Positiv ist auch die Darstellung Sansas anzumerken. Sansa ist als Püppchen, als Blondine so unglaublich glaubwürdig. Es schmerzt, es zu lesen, aber es ist real und wirklich. Beängstigend wirklich. Und da könnte man Cat und Ned links und rechts eine runter hauen, so etwas aus einem Mädchen erziehen zu lassen. Irgendwann war ich sogar an dem Punkt, wo ich mich fragte, wessen Kind sie eigentlich wirklich ist, denn in ihren Adern konnte weder Cats, noch Neds Blut fließen. Das schien mir unmöglich, bis das Sansa-Kapitel nach dem Tod ihres Vaters kam und bei ihr der Gedanke, ihren ehemals geliebten Joffrey einfach von den Zinnen zu stoßen. Da war sie die Stark. Und ich bin gespannt, was aus ihr noch wird.
Bis zu diesem Zeitpunkt und da waren es eben noch 100 Seiten bis zum Ende, war ich der festen Überzeugung, mein Fazit würde aus zwei Worten bestehen: Finger weg! Aber dann kamen eben die letzten 100 Seiten. Vorher hab ich 14 Tage für 350 Seiten gebraucht und die letzten 100 las ich dann in einem Rutsch weg.
Darin macht Martin zwar nicht alles weg. Ich kann die o. g. Fehler weder vergessen, noch verzeihen, aber in diesen 100 Seiten beweist er wirklich, dass er es kann und nur schlimmer als Salvatore nicht nur mal ein gutes und dann ein schlechtes Buch abliefert, nein, Martin macht es kapitelweise.
Alles fing mit Bran an, als er von seinem Vater träumt und es in die Katakomben geht.
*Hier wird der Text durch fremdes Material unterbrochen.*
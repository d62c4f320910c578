//! Lock & visibility engine.
//!
//! A pure reducer over (record, fixture status) decides per scope whether
//! edits are allowed, and two one-way valves govern the community and
//! real-lineup views. Every refusal carries exactly one reason code so the
//! presentation layer never has to re-derive "why is this locked".

use serde::{Deserialize, Serialize};

use crate::models::FixtureStatus;
use crate::record::PredictionRecord;

/// Why an edit or transition was refused.
#[derive(Debug, Clone, Copy, PartialEq, Eq, Serialize, Deserialize)]
#[serde(rename_all = "camelCase")]
pub enum LockReason {
    /// The fixture is live or finished.
    MatchStarted,
    /// The community-data valve was opened for this record.
    CommunityViewed,
    /// The real-lineup valve was opened for this record.
    RealLineupViewed,
    /// A reversible lock is closed (master lock, or an individual player
    /// lock while the master lock is open).
    MasterLockClosed,
    /// The user has no prediction and the fixture has started; the record is
    /// display-only.
    ViewOnly,
}

/// Editability verdict for one scope.
#[derive(Debug, Clone, Copy, PartialEq, Eq, Serialize, Deserialize)]
#[serde(tag = "kind", rename_all = "snake_case")]
pub enum ScopeState {
    Editable,
    Locked { reason: LockReason },
    ViewOnly,
}

impl ScopeState {
    /// The reason an edit against this scope would be refused, if any.
    pub fn refusal(&self) -> Option<LockReason> {
        match self {
            ScopeState::Editable => None,
            ScopeState::Locked { reason } => Some(*reason),
            ScopeState::ViewOnly => Some(LockReason::ViewOnly),
        }
    }

    pub fn is_editable(&self) -> bool {
        matches!(self, ScopeState::Editable)
    }
}

/// An edit scope: the match-level fields or one player's fields.
#[derive(Debug, Clone, Copy, PartialEq, Eq)]
pub enum Scope<'a> {
    Match,
    Player(&'a str),
}

/// Refusal reasons for the real-lineup reveal offer.
#[derive(Debug, Clone, Copy, PartialEq, Eq)]
pub enum RevealRefusal {
    MatchStarted,
    NoSavedPrediction,
    LineupUnknown,
    AlreadyRevealed,
}

/// Which of the three data views is shown by default.
#[derive(Debug, Clone, Copy, PartialEq, Eq, Serialize, Deserialize)]
#[serde(rename_all = "snake_case")]
pub enum DataView {
    Own,
    Community,
}

/// The computed visibility flags for the three data views.
#[derive(Debug, Clone, Copy, PartialEq, Eq)]
pub struct Visibility {
    pub community_visible: bool,
    pub real_lineup_visible: bool,
    pub view_only: bool,
    pub default_view: DataView,
}

/// A permanent lock condition, in refusal priority order. Once any of these
/// holds, unlock transitions are forbidden forever.
fn permanent_reason(record: &PredictionRecord, status: FixtureStatus) -> Option<LockReason> {
    if status.has_started() {
        Some(LockReason::MatchStarted)
    } else if record.has_viewed_community_data {
        Some(LockReason::CommunityViewed)
    } else if record.has_viewed_real_lineup {
        Some(LockReason::RealLineupViewed)
    } else {
        None
    }
}

fn is_view_only(record: &PredictionRecord, status: FixtureStatus) -> bool {
    status.has_started() && !record.has_any_prediction()
}

/// The reducer: editability of one scope given the current record and
/// fixture status.
pub fn scope_state(record: &PredictionRecord, status: FixtureStatus, scope: Scope<'_>) -> ScopeState {
    if is_view_only(record, status) {
        return ScopeState::ViewOnly;
    }
    if let Some(reason) = permanent_reason(record, status) {
        return ScopeState::Locked { reason };
    }

    match scope {
        Scope::Match => {
            if record.is_prediction_locked {
                ScopeState::Locked { reason: LockReason::MasterLockClosed }
            } else {
                ScopeState::Editable
            }
        }
        Scope::Player(id) => {
            if record.locked_player_ids.contains(id) || record.is_prediction_locked {
                ScopeState::Locked { reason: LockReason::MasterLockClosed }
            } else {
                ScopeState::Editable
            }
        }
    }
}

/// Close the master lock. Locks every player scope holding a non-empty
/// prediction along the way.
pub fn save_and_lock(record: &mut PredictionRecord, status: FixtureStatus) -> Result<(), LockReason> {
    if let Some(reason) = scope_state(record, status, Scope::Match).refusal() {
        return Err(reason);
    }

    record.is_prediction_locked = true;
    let locked: Vec<String> = record
        .player_predictions
        .iter()
        .filter(|(_, p)| !p.is_empty())
        .map(|(id, _)| id.clone())
        .collect();
    record.locked_player_ids.extend(locked);
    Ok(())
}

/// Open the master lock. Forbidden once any permanent condition holds.
pub fn unlock_master(record: &mut PredictionRecord, status: FixtureStatus) -> Result<(), LockReason> {
    if let Some(reason) = permanent_reason(record, status) {
        return Err(reason);
    }
    record.is_prediction_locked = false;
    Ok(())
}

/// Lock one player's prediction. Requires at least one non-empty field
/// (locking an empty prediction is meaningless and would violate the
/// record invariant).
pub fn lock_player(record: &mut PredictionRecord, player_id: &str) -> Result<(), PlayerLockError> {
    match record.player_predictions.get(player_id) {
        Some(p) if !p.is_empty() => {
            record.locked_player_ids.insert(player_id.to_string());
            Ok(())
        }
        _ => Err(PlayerLockError::EmptyPrediction),
    }
}

#[derive(Debug, Clone, Copy, PartialEq, Eq, thiserror::Error)]
pub enum PlayerLockError {
    #[error("cannot lock a player without any prediction")]
    EmptyPrediction,
}

/// Open one player's lock. Forbidden under the same permanent conditions as
/// the master unlock.
pub fn unlock_player(
    record: &mut PredictionRecord,
    status: FixtureStatus,
    player_id: &str,
) -> Result<(), LockReason> {
    if let Some(reason) = permanent_reason(record, status) {
        return Err(reason);
    }
    record.locked_player_ids.remove(player_id);
    Ok(())
}

/// Open the community-data valve: monotonic, idempotent, and it forces the
/// master lock closed for the life of the record.
pub fn open_community_valve(record: &mut PredictionRecord) {
    if !record.has_viewed_community_data {
        record.has_viewed_community_data = true;
        record.is_prediction_locked = true;
        log::info!("community data valve opened; record permanently locked");
    }
}

/// Open the real-lineup valve. Only offered before kickoff, with at least
/// one prediction in hand, when lineup data exists upstream and the valve is
/// still closed.
pub fn reveal_real_lineup(
    record: &mut PredictionRecord,
    status: FixtureStatus,
    lineup_known: bool,
) -> Result<(), RevealRefusal> {
    if record.has_viewed_real_lineup {
        return Err(RevealRefusal::AlreadyRevealed);
    }
    if status.has_started() {
        return Err(RevealRefusal::MatchStarted);
    }
    if !record.has_any_prediction() {
        return Err(RevealRefusal::NoSavedPrediction);
    }
    if !lineup_known {
        return Err(RevealRefusal::LineupUnknown);
    }

    record.has_viewed_real_lineup = true;
    record.is_prediction_locked = true;
    log::info!("real lineup valve opened; record permanently locked");
    Ok(())
}

/// Visibility of the community and actual views, plus the default view for
/// the presentation layer.
pub fn visibility(record: &PredictionRecord, status: FixtureStatus) -> Visibility {
    let started = status.has_started();
    let view_only = is_view_only(record, status);
    Visibility {
        community_visible: record.has_viewed_community_data || started,
        real_lineup_visible: record.has_viewed_real_lineup || started,
        view_only,
        default_view: if view_only { DataView::Community } else { DataView::Own },
    }
}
Ein absolut fantastisches Kapitel, voller Mystik und Spannung, obwohl nicht wirklich was passiert. Aber es fesselt und ich dachte, er kann es ja doch... aber es ging weiter und wurde nur noch besser.
Als die Lannisters vor Riverrun die Niederlage erlitten und Jaime festgesetzt wurde und dann die Diskussion der Lannisters fühlte ich zum ersten Mal Befriedigung. Endlich hatten auch die Arschlöcher mal einen Abbekommen. Wunderbar.
Als dann aber auch noch Robb zum König des Nordens ausgerufen wurde... diese knapp eine Seite am Ende von Cats letztem Kapitel... erst stellten sich mir die Nackenhaare auf und dann hatte mein Körper eine Gänsehaut. Selten in meinem Leben hab ich so etwas Heroisches gelesen und ich hätte ja am liebsten selbst: „König des Nordens!“, mit ausgerufen.
Und dann war dann immer noch nicht Schluss. Daenerys trägt ihren Mann zu Grabe, noch mal diese unglaubliche Liebe, die sie für ihn fühlte, ihr Gang in die Flammen und die Geburt der Drachen... phänomenal.
Bis Seite 350 hätte ich gesagt, die Stränge um Jon und Dany können es nicht raus reißen, aber die letzten 100 Seiten taten es und ich werde doch weiter lesen.
Mein Fazit also lautet dann doch letztendlich:
Wie beim ersten Buch. Lasst es euch schenken, bereitet euch auf viel schlechte Schreibe vor, aber ihr werdet auch tatsächlich, wie es die netten Werbesätzchen auf der Front- und Rückseite des Buches beschreiben, mit absolut genialer Schreibkunst belohnt.